- **Requirement**:
After finding the line with "legal in the current position." in the entries below, retype exactly each line from there through the line with "fn apply_move(&mut self, notation: &str)", including that final line.

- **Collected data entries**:
//! One-ply heuristic move chooser for the computer opponent.
//!
//! Given the legal moves the rules engine reports for a position, this
//! crate scores each candidate notation and returns one of them. It is
//! deliberately shallow: captures, center control, and minor-piece
//! development, with a little random jitter so play is not deterministic.
//! It is not a search and must not be mistaken for one; its only contract
//! is "returns a legal move weighted toward captures, center, and
//! development".
//!
//! The jitter source is injectable: scoring is generic over [`rand::Rng`],
//! so tests can pin it (e.g. with `StepRng`) and assert the structural
//! ranking alone.

use game_core::{Color, Piece};
use rand::Rng;

/// Bonus for a capturing move.
const CAPTURE_BONUS: f64 = 10.0;
/// Bonus for landing on one of the four center squares.
const CENTER_BONUS: f64 = 5.0;
/// Bonus for moving a knight or bishop.
const DEVELOPMENT_BONUS: f64 = 3.0;
/// Upper bound (exclusive) of the uniform tie-breaking jitter.
const JITTER: f64 = 2.0;

/// The four center squares, in algebraic notation.
const CENTER_SQUARES: [&str; 4] = ["d4", "d5", "e4", "e5"];

/// Picks one move from `candidates`, highest heuristic score wins.
///
/// Ties after jitter are broken by first occurrence in the input order.
/// Returns `None` for an empty candidate set ("no move"): that should have
/// been preempted by a terminal game status, so callers treat it as a
/// fail-closed signal, not something to retry.
///
/// The returned notation is always an element of `candidates`.
pub fn select_move<'a, R: Rng>(candidates: &'a [String], rng: &mut R) -> Option<&'a str> {
    let mut best: Option<(&str, f64)> = None;

    for notation in candidates {
        let score = structural_score(notation) + rng.gen_range(0.0..JITTER);
        match best {
            Some((_, best_score)) if score <= best_score => {}
            _ => best = Some((notation.as_str(), score)),
        }
    }

    if let Some((notation, score)) = best {
        tracing::debug!(%notation, score, "heuristic picked a move");
    }
    best.map(|(notation, _)| notation)
}

/// [`select_move`] with the thread RNG supplying the jitter.
pub fn choose_move(candidates: &[String]) -> Option<&str> {
    select_move(candidates, &mut rand::thread_rng())
}

/// The deterministic part of a candidate's score: captures, center
/// control, and minor-piece development.
fn structural_score(notation: &str) -> f64 {
    let mut score = 0.0;

    if notation.contains('x') {
        score += CAPTURE_BONUS;
    }

    if let Some(dest) = destination_square(notation) {
        if CENTER_SQUARES.contains(&dest) {
            score += CENTER_BONUS;
        }
    }

    if notation.starts_with('N') || notation.starts_with('B') {
        score += DEVELOPMENT_BONUS;
    }

    score
}

/// Extracts the destination square from a SAN move, if it has one.
///
/// Strips check/mate suffixes and promotion markers; castling has no
/// single destination square and yields `None`.
fn destination_square(notation: &str) -> Option<&str> {
    if notation.starts_with('O') || notation.starts_with('0') {
        return None;
    }
    let trimmed = notation.trim_end_matches(['+', '#']);
    let trimmed = match trimmed.find('=') {
        Some(idx) => &trimmed[..idx],
        None => trimmed,
    };
    let bytes = trimmed.as_bytes();
    if bytes.len() < 2 {
        return None;
    }
    let file = bytes[bytes.len() - 2];
    let rank = bytes[bytes.len() - 1];
    if (b'a'..=b'h').contains(&file) && (b'1'..=b'8').contains(&rank) {
        // Both bytes are ASCII, so the slice falls on a char boundary
        // even if the rest of the string is not.
        Some(&trimmed[trimmed.len() - 2..])
    } else {
        None
    }
}

/// Sums the material on the board from White's perspective, in pawns.
///
/// Positive means White is ahead. Used by the shell to show a material
/// indicator next to the captured-piece panels.
pub fn material_balance(pieces: &[Piece]) -> i32 {
    pieces
        .iter()
        .map(|p| match p.color {
            Color::White => p.kind.value(),
            Color::Black => -p.kind.value(),
        })
        .sum()
}
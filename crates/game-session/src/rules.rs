//! The rules-engine boundary.
//!
//! The orchestrator treats chess rules as an external collaborator. An
//! implementation owns the live position and answers three questions:
//! apply this move, list the legal moves, and whose turn is it. The
//! orchestrator never re-implements rule logic on its side of the line.

use game_core::{Color, MoveOutcome};
use thiserror::Error;

/// Why the rules engine refused a move.
#[derive(Debug, Error, Clone, PartialEq, Eq)]
pub enum MoveRejected {
    /// The proposed move is not legal in the current position.
    #[error("illegal move: {0}")]
    Illegal(String),
    /// The engine is missing or not initialized; callers fail closed.
    #[error("rules engine unavailable")]
    EngineUnavailable,
}

/// Contract for the external rules engine.
///
/// Rejections must be side-effect free: calling [`apply_move`]
/// (RulesEngine::apply_move) repeatedly with the same input against an
/// unchanged position is safe.
pub trait RulesEngine {
    /// Validates and applies a move given in algebraic notation, returning
    /// the verdict for the resulting position. On rejection the position
    /// is left unchanged.
    fn apply_move(&mut self, notation: &str) -> Result<MoveOutcome, MoveRejected>;

    /// Lists the legal moves in the current position, in the engine's
    /// preferred order.
    fn legal_moves(&self) -> Vec<String>;

    /// Serializes the current position to portable text notation.
    fn fen(&self) -> String;

    /// The color to move in the current position.
    fn turn(&self) -> Color;
}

- **Your response**:
    /// The proposed move is not legal in the current position.
    #[error("illegal move: {0}")]
    Illegal(String),
    /// The engine is missing or not initialized; callers fail closed.
    #[error("rules engine unavailable")]
    EngineUnavailable,
}

/// Contract for the external rules engine.
///
/// Rejections must be side-effect free: calling [`apply_move`]
/// (RulesEngine::apply_move) repeatedly with the same input against an
/// unchanged position is safe.
pub trait RulesEngine {
    /// Validates and applies a move given in algebraic notation, returning
    /// the verdict for the resulting position. On rejection the position
    /// is left unchanged.
    fn apply_move(&mut self, notation: &str) -> Result<MoveOutcome, MoveRejected>;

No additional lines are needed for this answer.